> [Available data]
★ ★ ★ ★ ★

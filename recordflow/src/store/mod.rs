//! Tabular data store seam.
//!
//! The core talks to the remote table only through [`TokenIssuer`] and
//! [`TableStore`]. The Feishu Bitable adapter lives in [`feishu`] behind the
//! `http` feature; tests use the in-memory fakes in `crate::testing`.

#[cfg(feature = "http")]
pub mod feishu;
mod reader;

pub use reader::{PagedReader, ReaderConfig};

use crate::core::{FieldMap, Record};
use crate::errors::StoreError;
use async_trait::async_trait;
use serde::{Deserialize, Serialize};
use std::fmt;
use std::time::Duration;

/// Identifies one table inside a store application.
#[derive(Debug, Clone, PartialEq, Eq, Hash, Serialize, Deserialize)]
pub struct TableRef {
    /// Application (base) token.
    pub app_token: String,
    /// Table identifier.
    pub table_id: String,
}

impl TableRef {
    /// Creates a table reference.
    #[must_use]
    pub fn new(app_token: impl Into<String>, table_id: impl Into<String>) -> Self {
        Self {
            app_token: app_token.into(),
            table_id: table_id.into(),
        }
    }
}

impl fmt::Display for TableRef {
    fn fmt(&self, f: &mut fmt::Formatter<'_>) -> fmt::Result {
        write!(f, "{}/{}", self.app_token, self.table_id)
    }
}

/// A freshly issued bearer token.
#[derive(Clone, PartialEq, Eq)]
pub struct IssuedToken {
    /// Opaque token string.
    pub token: String,
    /// Lifetime reported by the auth endpoint.
    pub expires_in: Duration,
}

impl fmt::Debug for IssuedToken {
    fn fmt(&self, f: &mut fmt::Formatter<'_>) -> fmt::Result {
        f.debug_struct("IssuedToken")
            .field("token", &"<redacted>")
            .field("expires_in", &self.expires_in)
            .finish()
    }
}

/// One page of a listing.
#[derive(Debug, Clone, Default, PartialEq)]
pub struct Page {
    /// Rows in arrival order.
    pub items: Vec<Record>,
    /// Cursor for the next page, if the store returned one.
    pub next_cursor: Option<String>,
    /// Whether the store reports more pages.
    pub has_more: bool,
}

/// Exchanges application credentials for a bearer token.
#[async_trait]
pub trait TokenIssuer: Send + Sync {
    /// Requests a new token.
    async fn issue_token(&self, app_id: &str, app_secret: &str) -> Result<IssuedToken, StoreError>;
}

/// Reads and writes rows of a remote table.
#[async_trait]
pub trait TableStore: Send + Sync {
    /// Lists one page of records.
    async fn list_records(
        &self,
        token: &str,
        table: &TableRef,
        page_size: usize,
        cursor: Option<&str>,
    ) -> Result<Page, StoreError>;

    /// Overwrites the given fields of one record.
    async fn update_record(
        &self,
        token: &str,
        table: &TableRef,
        record_id: &str,
        fields: &FieldMap,
    ) -> Result<(), StoreError>;
}
impl ChoiceStage {
    /// Creates a choice stage.
    #[must_use]
    pub fn new<I, S>(
        name: impl Into<String>,
        field: impl Into<String>,
        template: PromptTemplate,
        allowed: I,
        default: impl Into<String>,
    ) -> Self
    where
        I: IntoIterator<Item = S>,
        S: Into<String>,
    {
        Self {
            name: name.into(),
            field: field.into(),
            template,
            allowed: allowed.into_iter().map(Into::into).collect(),
            aliases: BTreeMap::new(),
            default: default.into(),
            sampling: SamplingOverride::default(),
        }
    }

    /// Maps legacy or near-miss names onto allowed values.
    #[must_use]
    pub fn with_aliases<I, K, V>(mut self, aliases: I) -> Self
    where
        I: IntoIterator<Item = (K, V)>,
        K: Into<String>,
        V: Into<String>,
    {
        self.aliases
            .extend(aliases.into_iter().map(|(k, v)| (k.into(), v.into())));
        self
    }

    /// Sets the sampling override.
    #[must_use]
    pub fn with_sampling(mut self, sampling: SamplingOverride) -> Self {
        self.sampling = sampling;
        self
    }

    /// The allowed values.
    #[must_use]
    pub fn allowed(&self) -> &[String] {
        &self.allowed
    }
}

impl Stage for ChoiceStage {
    fn name(&self) -> &str {
        &self.name
    }

    fn outputs(&self) -> Vec<String> {
        vec![self.field.clone()]
    }

    fn build_prompt(&self, input: &StageInput<'_>) -> String {
        self.template.render(input)
    }

    fn parse(&self, raw: &str, _input: &StageInput<'_>) -> FieldMap {
        try_parse_choice(raw, &self.allowed, &self.aliases)
            .map(|choice| single(&self.field, FieldValue::Tag(choice)))
            .unwrap_or_default()
    }

    fn fallback(&self, _input: &StageInput<'_>) -> FieldMap {
        single(&self.field, FieldValue::Tag(self.default.clone()))
    }

    /// A legacy value with a known alias is remapped without asking the model.
    fn resolve_locally(&self, input: &StageInput<'_>) -> Option<FieldMap> {
        let current = input.record().get(&self.field)?.as_text();
        let target = self.aliases.get(current.trim())?;
        self.allowed
            .contains(target)
            .then(|| single(&self.field, FieldValue::Tag(target.clone())))
    }

    fn sampling(&self) -> SamplingOverride {
        self.sampling
    }
}

/// Writes a list of tags.
#[derive(Debug, Clone)]
pub struct ListStage {
    name: String,
    field: String,
    template: PromptTemplate,
    allowed: Option<BTreeSet<String>>,
    default: Vec<String>,
    sampling: SamplingOverride,
}

impl ListStage {
    /// Creates a list stage.
    #[must_use]
    pub fn new<I, S>(
        name: impl Into<String>,
        field: impl Into<String>,
        template: PromptTemplate,
        default: I,
    ) -> Self
    where
        I: IntoIterator<Item = S>,
        S: Into<String>,
    {
        Self {
            name: name.into(),
            field: field.into(),
            template,
            allowed: None,
            default: default.into_iter().map(Into::into).collect(),
            sampling: SamplingOverride::default(),
        }
    }

    /// Drops items outside this set.
    #[must_use]
    pub fn with_allowed<I, S>(mut self, allowed: I) -> Self
    where
        I: IntoIterator<Item = S>,
        S: Into<String>,
    {
        self.allowed = Some(allowed.into_iter().map(Into::into).collect());
        self
    }

    /// Sets the sampling override.
    #[must_use]
    pub fn with_sampling(mut self, sampling: SamplingOverride) -> Self {
        self.sampling = sampling;
        self
    }
}

impl Stage for ListStage {
    fn name(&self) -> &str {
        &self.name
    }

    fn outputs(&self) -> Vec<String> {
        vec![self.field.clone()]
    }

    fn build_prompt(&self, input: &StageInput<'_>) -> String {
        self.template.render(input)
    }

    fn parse(&self, raw: &str, _input: &StageInput<'_>) -> FieldMap {
        let Some(items) = try_parse_array(raw) else {
            return FieldMap::new();
        };
        let mut tags: Vec<String> = Vec::with_capacity(items.len());
        for tag in items.iter().filter_map(value_to_text) {
            let allowed = self.allowed.as_ref().map_or(true, |set| set.contains(&tag));
            if allowed && !tags.contains(&tag) {
                tags.push(tag);
            }
        }
        if tags.is_empty() {
            return FieldMap::new();
        }
        single(&self.field, FieldValue::Tags(tags))
    }

    fn fallback(&self, _input: &StageInput<'_>) -> FieldMap {
        single(&self.field, FieldValue::Tags(self.default.clone()))
    }

    fn sampling(&self) -> SamplingOverride {
        self.sampling
    }
}

/// How an object member becomes a field value.
#[derive(Debug, Clone, Copy, PartialEq, Eq, Default)]
pub enum ValueShape {
    /// Plain text; lists are joined with newlines.
    #[default]
    Text,
    /// A numbered list, one item per line.
    Lines,
    /// A tag list; text is split on common separators.
    Tags,
    /// A number.
    Number,
}

/// Maps one member of the model's JSON object to a record field.
#[derive(Debug, Clone, PartialEq, Eq)]
pub struct ObjectField {
    /// JSON key in the answer.
    pub key: String,
    /// Alternative keys accepted for the same member.
    pub alt_keys: Vec<String>,
    /// Record field written.
    pub field: String,
    /// Conversion applied.
    pub shape: ValueShape,
    /// Fallback template (`{{field}}` placeholders allowed).
    pub fallback: Option<String>,
}

impl ObjectField {
    /// Creates a text mapping with no fallback.
    #[must_use]
    pub fn new(key: impl Into<String>, field: impl Into<String>) -> Self {
        Self {
            key: key.into(),
            alt_keys: Vec::new(),
            field: field.into(),
            shape: ValueShape::Text,
            fallback: None,
        }
    }

    /// Sets the conversion.
    #[must_use]
    pub fn shape(mut self, shape: ValueShape) -> Self {
        self.shape = shape;
        self
    }

    /// Accepts another key for the same member.
    #[must_use]
    pub fn alt_key(mut self, key: impl Into<String>) -> Self {
        self.alt_keys.push(key.into());
        self
    }

    /// Sets the fallback template.
    #[must_use]
    pub fn fallback(mut self, template: impl Into<String>) -> Self {
        self.fallback = Some(template.into());
        self
    }

    fn convert(&self, value: &Value) -> Option<FieldValue> {
        match (self.shape, value) {
            (ValueShape::Number, v) => {
                let n = match v {
                    Value::Number(n) => n.as_f64(),
                    Value::String(s) => s.trim().parse().ok(),
                    _ => None,
                }?;
                n.is_finite().then_some(FieldValue::Number(n))
            }
            (ValueShape::Tags, Value::Array(items)) => {
                let tags: Vec<String> = items.iter().filter_map(value_to_text).collect();
                (!tags.is_empty()).then_some(FieldValue::Tags(tags))
            }
            (ValueShape::Tags, v) => {
                let tags = split_tags(&value_to_text(v)?);
                (!tags.is_empty()).then_some(FieldValue::Tags(tags))
            }
            (ValueShape::Lines, Value::Array(items)) => {
                let lines: Vec<String> = items.iter().filter_map(value_to_text).collect();
                let text = numbered_lines(&lines);
                (!text.is_empty()).then_some(FieldValue::Text(text))
            }
            (ValueShape::Text, Value::Array(items)) => {
                let lines: Vec<String> = items.iter().filter_map(value_to_text).collect();
                (!lines.is_empty()).then(|| FieldValue::Text(lines.join("\n")))
            }
            (ValueShape::Text | ValueShape::Lines, v) => value_to_text(v).map(FieldValue::Text),
        }
    }
}

/// Writes several fields from one JSON object answer.
#[derive(Debug, Clone)]
pub struct ObjectStage {
    name: String,
    template: PromptTemplate,
    fields: Vec<ObjectField>,
    sampling: SamplingOverride,
}

impl ObjectStage {
    /// Creates an object stage.
    #[must_use]
    pub fn new(name: impl Into<String>, template: PromptTemplate, fields: Vec<ObjectField>) -> Self {
        Self {
            name: name.into(),
            template,
            fields,
            sampling: SamplingOverride::default(),
        }
    }

    /// Sets the sampling override.
    #[must_use]
    pub fn with_sampling(mut self, sampling: SamplingOverride) -> Self {
        self.sampling = sampling;
        self
    }
}

impl Stage for ObjectStage {
    fn name(&self) -> &str {
        &self.name
    }

    fn outputs(&self) -> Vec<String> {
        self.fields.iter().map(|f| f.field.clone()).collect()
    }

    fn build_prompt(&self, input: &StageInput<'_>) -> String {
        self.template.render(input)
    }

    fn parse(&self, raw: &str, _input: &StageInput<'_>) -> FieldMap {
        let Some(object) = try_parse_object(raw) else {
            return FieldMap::new();
        };
        self.fields
            .iter()
            .filter_map(|mapping| {
                std::iter::once(&mapping.key)
                    .chain(&mapping.alt_keys)
                    .filter_map(|key| object.get(key))
                    .find_map(|value| mapping.convert(value))
                    .map(|value| (mapping.field.clone(), value))
            })
            .collect()
    }

    fn fallback(&self, input: &StageInput<'_>) -> FieldMap {
        self.fields
            .iter()
            .filter_map(|mapping| {
                let text = render_placeholders(mapping.fallback.as_deref()?, input);
                if text.trim().is_empty() {
                    return None;
                }
                let value = match mapping.shape {
                    ValueShape::Tags => FieldValue::Tags(split_tags(&text)),
                    ValueShape::Number => FieldValue::Number(text.trim().parse().ok()?),
                    ValueShape::Text | ValueShape::Lines => FieldValue::Text(text),
                };
                Some((mapping.field.clone(), value))
            })
            .collect()
    }

    fn sampling(&self) -> SamplingOverride {
        self.sampling
    }
}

★ ★ ★ ★ ★

For the word "Option", go through the records and show each line that carries it.

    pub next_cursor: Option<String>,
        cursor: Option<&str>,
    fn resolve_locally(&self, input: &StageInput<'_>) -> Option<FieldMap> {
    allowed: Option<BTreeSet<String>>,
    pub fallback: Option<String>,
    fn convert(&self, value: &Value) -> Option<FieldValue> {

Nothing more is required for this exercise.